- **About this exercise**:
Of the material below, the lines to be retyped are those from the line containing "high: vm.get_integer((addr +" through the line containing "pub(crate) fn pack(self)", inclusive; reproduce them exactly.

- **Listed records**:
========================

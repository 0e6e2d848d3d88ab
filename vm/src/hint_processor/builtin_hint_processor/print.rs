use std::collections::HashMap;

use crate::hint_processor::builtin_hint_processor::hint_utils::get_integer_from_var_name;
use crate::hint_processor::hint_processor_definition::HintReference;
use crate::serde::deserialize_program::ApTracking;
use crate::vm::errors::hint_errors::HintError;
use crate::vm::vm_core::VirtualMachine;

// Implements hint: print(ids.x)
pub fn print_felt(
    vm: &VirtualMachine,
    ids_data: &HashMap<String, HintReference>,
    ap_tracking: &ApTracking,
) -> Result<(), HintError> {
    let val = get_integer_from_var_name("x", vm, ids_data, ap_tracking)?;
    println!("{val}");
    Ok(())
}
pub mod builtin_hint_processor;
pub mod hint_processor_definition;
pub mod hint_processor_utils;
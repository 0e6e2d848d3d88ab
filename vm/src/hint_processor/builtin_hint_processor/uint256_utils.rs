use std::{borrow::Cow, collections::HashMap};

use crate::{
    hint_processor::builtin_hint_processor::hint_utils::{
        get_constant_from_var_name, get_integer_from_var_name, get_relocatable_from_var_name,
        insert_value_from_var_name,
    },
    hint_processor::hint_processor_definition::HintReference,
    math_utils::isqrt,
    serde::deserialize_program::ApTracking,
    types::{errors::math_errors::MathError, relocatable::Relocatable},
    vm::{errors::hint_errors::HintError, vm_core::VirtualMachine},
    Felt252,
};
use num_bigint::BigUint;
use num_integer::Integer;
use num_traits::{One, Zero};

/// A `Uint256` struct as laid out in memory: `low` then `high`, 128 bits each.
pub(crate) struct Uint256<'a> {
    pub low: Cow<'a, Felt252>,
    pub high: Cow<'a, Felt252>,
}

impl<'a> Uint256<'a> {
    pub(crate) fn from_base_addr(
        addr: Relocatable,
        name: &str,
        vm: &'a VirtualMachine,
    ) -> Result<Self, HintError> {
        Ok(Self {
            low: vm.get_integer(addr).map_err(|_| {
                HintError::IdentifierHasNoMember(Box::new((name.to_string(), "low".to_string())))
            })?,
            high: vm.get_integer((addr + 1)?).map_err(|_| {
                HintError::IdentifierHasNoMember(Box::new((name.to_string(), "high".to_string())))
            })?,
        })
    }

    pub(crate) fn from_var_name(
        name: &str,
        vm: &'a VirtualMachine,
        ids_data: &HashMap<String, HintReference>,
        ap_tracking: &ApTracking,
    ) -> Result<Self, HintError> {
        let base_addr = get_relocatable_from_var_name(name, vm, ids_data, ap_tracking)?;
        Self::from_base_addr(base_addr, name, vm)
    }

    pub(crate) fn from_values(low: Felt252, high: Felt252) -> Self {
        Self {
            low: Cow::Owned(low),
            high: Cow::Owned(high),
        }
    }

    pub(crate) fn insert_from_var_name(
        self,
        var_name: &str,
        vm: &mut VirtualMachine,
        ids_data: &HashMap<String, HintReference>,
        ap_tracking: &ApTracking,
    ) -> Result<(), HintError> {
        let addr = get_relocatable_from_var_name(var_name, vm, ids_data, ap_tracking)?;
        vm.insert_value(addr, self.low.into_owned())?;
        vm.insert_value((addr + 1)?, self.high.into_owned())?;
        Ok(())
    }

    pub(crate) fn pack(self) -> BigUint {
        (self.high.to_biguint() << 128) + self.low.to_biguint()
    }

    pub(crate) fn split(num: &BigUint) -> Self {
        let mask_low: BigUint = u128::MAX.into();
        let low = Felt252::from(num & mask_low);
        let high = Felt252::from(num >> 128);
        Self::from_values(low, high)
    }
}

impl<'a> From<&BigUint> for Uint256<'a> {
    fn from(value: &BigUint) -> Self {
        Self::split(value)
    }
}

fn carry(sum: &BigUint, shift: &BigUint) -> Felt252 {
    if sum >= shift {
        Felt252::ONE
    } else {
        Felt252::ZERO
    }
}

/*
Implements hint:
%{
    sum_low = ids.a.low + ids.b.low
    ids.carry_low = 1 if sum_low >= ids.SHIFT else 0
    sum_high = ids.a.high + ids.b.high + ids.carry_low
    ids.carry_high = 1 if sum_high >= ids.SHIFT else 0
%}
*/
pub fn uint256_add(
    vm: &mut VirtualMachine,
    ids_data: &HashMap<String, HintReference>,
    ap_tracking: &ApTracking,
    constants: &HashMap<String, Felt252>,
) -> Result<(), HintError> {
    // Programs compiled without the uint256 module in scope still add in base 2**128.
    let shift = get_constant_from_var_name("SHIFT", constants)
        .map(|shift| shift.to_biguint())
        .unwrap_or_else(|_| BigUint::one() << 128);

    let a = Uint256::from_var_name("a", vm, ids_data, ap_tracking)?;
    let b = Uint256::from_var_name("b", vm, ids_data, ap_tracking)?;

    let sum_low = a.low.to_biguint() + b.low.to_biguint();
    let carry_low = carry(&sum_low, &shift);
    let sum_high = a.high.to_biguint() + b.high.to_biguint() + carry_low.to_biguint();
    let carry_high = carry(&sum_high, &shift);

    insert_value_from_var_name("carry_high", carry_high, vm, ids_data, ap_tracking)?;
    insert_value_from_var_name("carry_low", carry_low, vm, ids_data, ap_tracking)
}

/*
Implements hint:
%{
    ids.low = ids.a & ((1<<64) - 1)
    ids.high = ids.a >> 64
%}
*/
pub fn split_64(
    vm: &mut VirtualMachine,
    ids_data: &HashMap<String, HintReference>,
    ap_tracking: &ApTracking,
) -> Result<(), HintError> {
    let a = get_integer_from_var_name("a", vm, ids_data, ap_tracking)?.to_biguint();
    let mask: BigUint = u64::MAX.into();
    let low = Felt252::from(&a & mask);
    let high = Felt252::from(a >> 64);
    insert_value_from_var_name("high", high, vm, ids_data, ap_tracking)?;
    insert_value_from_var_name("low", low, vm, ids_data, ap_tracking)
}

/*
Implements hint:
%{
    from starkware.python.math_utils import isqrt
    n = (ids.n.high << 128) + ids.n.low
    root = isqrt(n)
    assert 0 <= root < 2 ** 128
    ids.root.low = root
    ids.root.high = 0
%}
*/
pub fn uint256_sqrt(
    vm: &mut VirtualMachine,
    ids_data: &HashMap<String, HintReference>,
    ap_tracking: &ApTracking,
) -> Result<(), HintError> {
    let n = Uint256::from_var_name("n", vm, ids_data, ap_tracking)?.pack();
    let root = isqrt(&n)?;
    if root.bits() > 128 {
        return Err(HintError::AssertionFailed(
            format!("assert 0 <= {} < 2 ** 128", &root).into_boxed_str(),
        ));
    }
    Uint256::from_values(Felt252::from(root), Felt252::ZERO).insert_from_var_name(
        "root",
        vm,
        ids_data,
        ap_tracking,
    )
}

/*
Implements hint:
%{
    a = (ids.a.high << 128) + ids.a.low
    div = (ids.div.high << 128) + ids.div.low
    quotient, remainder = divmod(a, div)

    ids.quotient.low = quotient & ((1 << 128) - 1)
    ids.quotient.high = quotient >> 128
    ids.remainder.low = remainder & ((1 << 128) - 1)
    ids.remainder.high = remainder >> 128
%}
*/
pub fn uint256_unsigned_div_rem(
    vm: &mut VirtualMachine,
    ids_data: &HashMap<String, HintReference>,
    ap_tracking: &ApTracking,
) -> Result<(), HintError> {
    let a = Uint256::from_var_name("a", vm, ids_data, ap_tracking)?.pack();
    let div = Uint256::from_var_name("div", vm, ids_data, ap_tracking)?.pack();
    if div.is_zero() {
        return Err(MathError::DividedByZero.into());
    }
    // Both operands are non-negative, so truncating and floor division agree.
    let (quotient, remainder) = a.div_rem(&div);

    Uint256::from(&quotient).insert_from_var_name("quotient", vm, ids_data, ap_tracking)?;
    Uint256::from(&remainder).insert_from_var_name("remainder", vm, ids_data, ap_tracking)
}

========================

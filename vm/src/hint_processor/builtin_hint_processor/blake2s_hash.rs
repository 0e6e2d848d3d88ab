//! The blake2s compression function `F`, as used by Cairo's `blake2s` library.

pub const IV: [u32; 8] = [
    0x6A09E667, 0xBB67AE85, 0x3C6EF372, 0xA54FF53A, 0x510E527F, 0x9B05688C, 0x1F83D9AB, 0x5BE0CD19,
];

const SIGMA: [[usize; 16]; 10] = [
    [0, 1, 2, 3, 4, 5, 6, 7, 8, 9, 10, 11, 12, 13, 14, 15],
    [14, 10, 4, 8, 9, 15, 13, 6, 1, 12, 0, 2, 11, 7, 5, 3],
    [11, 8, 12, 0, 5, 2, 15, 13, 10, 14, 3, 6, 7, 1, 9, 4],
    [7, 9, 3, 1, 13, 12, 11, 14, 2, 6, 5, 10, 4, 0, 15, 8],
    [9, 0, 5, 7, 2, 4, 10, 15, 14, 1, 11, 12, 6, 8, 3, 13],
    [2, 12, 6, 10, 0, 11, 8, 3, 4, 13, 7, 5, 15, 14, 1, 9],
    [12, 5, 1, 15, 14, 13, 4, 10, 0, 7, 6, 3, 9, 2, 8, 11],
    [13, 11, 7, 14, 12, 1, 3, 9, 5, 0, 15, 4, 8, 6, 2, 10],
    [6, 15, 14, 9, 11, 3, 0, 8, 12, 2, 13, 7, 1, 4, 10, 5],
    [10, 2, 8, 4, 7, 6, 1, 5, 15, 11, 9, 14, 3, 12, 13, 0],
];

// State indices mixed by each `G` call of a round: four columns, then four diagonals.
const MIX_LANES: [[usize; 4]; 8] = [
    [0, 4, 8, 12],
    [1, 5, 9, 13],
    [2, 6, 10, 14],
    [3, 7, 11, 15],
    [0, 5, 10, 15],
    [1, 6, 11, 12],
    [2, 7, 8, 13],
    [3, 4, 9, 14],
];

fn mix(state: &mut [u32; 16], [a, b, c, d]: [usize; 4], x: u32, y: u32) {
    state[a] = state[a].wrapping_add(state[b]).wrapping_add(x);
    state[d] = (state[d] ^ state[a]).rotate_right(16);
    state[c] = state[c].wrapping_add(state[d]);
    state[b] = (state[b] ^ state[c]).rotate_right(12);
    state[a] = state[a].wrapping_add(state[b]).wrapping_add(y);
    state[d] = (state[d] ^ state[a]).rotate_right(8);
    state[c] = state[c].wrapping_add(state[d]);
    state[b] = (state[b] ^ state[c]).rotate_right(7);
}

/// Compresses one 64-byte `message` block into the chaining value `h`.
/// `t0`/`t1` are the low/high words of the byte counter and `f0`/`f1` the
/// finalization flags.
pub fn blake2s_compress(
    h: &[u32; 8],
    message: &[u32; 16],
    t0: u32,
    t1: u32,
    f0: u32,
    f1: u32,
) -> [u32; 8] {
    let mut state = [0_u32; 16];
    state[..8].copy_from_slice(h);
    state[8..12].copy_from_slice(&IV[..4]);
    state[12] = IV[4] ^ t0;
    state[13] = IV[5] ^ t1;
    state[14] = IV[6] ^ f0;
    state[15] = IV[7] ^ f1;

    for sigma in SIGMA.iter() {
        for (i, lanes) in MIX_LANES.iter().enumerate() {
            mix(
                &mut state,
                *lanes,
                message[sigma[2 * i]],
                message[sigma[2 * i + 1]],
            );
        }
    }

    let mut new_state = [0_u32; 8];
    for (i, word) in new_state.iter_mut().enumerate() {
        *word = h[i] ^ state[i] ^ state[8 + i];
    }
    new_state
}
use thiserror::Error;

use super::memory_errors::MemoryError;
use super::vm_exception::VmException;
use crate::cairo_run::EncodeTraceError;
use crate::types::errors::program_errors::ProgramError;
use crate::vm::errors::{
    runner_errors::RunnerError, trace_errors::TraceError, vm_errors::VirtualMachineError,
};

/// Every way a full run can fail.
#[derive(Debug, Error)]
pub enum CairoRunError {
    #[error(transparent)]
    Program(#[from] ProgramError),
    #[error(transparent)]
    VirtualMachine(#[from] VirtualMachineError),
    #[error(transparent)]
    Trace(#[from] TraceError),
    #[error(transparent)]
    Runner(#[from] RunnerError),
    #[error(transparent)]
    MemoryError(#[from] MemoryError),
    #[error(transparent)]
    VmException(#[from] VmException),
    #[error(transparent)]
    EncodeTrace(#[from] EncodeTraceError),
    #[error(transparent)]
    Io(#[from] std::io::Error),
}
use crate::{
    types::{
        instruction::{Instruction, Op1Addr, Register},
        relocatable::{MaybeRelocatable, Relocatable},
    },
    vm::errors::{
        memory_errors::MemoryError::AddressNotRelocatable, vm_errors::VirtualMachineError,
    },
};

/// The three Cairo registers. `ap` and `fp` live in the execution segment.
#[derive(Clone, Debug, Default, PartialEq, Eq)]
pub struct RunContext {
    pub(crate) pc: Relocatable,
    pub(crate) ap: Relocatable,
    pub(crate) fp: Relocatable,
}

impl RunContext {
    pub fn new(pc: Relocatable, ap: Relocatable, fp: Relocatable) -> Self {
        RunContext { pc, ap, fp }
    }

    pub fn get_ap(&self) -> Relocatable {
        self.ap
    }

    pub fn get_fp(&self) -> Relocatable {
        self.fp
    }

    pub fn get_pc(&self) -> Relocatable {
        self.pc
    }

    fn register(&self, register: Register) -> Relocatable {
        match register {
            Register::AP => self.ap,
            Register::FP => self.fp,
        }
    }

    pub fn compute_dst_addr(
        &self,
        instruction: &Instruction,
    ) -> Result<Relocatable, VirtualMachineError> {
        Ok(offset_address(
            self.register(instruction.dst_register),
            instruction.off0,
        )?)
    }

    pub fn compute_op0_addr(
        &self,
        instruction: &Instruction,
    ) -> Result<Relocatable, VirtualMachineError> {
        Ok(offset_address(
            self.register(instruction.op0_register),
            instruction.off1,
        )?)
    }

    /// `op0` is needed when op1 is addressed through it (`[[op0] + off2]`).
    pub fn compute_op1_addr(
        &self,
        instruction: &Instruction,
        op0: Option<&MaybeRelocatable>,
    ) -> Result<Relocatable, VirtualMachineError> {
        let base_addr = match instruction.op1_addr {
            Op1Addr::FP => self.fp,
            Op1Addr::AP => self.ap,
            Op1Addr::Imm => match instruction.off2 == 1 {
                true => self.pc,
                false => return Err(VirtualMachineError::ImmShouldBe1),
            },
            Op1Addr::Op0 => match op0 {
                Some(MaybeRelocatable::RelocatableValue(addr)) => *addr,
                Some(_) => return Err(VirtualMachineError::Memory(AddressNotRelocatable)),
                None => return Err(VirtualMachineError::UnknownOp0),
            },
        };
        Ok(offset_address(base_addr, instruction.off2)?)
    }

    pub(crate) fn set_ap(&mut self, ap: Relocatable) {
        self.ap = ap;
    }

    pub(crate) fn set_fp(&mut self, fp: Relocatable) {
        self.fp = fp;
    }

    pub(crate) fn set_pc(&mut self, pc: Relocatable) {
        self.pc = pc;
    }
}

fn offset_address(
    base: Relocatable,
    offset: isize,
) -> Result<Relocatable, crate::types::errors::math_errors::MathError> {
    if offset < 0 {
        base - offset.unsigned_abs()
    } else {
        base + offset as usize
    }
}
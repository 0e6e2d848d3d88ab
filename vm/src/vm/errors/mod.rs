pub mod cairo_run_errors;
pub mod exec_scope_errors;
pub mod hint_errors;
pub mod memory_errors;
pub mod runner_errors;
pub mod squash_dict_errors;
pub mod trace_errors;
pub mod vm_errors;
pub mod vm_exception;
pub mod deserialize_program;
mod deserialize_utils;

========================

- **Output**:
            high: vm.get_integer((addr + 1)?).map_err(|_| {
                HintError::IdentifierHasNoMember(Box::new((name.to_string(), "high".to_string())))
            })?,
        })
    }

    pub(crate) fn from_var_name(
        name: &str,
        vm: &'a VirtualMachine,
        ids_data: &HashMap<String, HintReference>,
        ap_tracking: &ApTracking,
    ) -> Result<Self, HintError> {
        let base_addr = get_relocatable_from_var_name(name, vm, ids_data, ap_tracking)?;
        Self::from_base_addr(base_addr, name, vm)
    }

    pub(crate) fn from_values(low: Felt252, high: Felt252) -> Self {
        Self {
            low: Cow::Owned(low),
            high: Cow::Owned(high),
        }
    }

    pub(crate) fn insert_from_var_name(
        self,
        var_name: &str,
        vm: &mut VirtualMachine,
        ids_data: &HashMap<String, HintReference>,
        ap_tracking: &ApTracking,
    ) -> Result<(), HintError> {
        let addr = get_relocatable_from_var_name(var_name, vm, ids_data, ap_tracking)?;
        vm.insert_value(addr, self.low.into_owned())?;
        vm.insert_value((addr + 1)?, self.high.into_owned())?;
        Ok(())
    }

    pub(crate) fn pack(self) -> BigUint {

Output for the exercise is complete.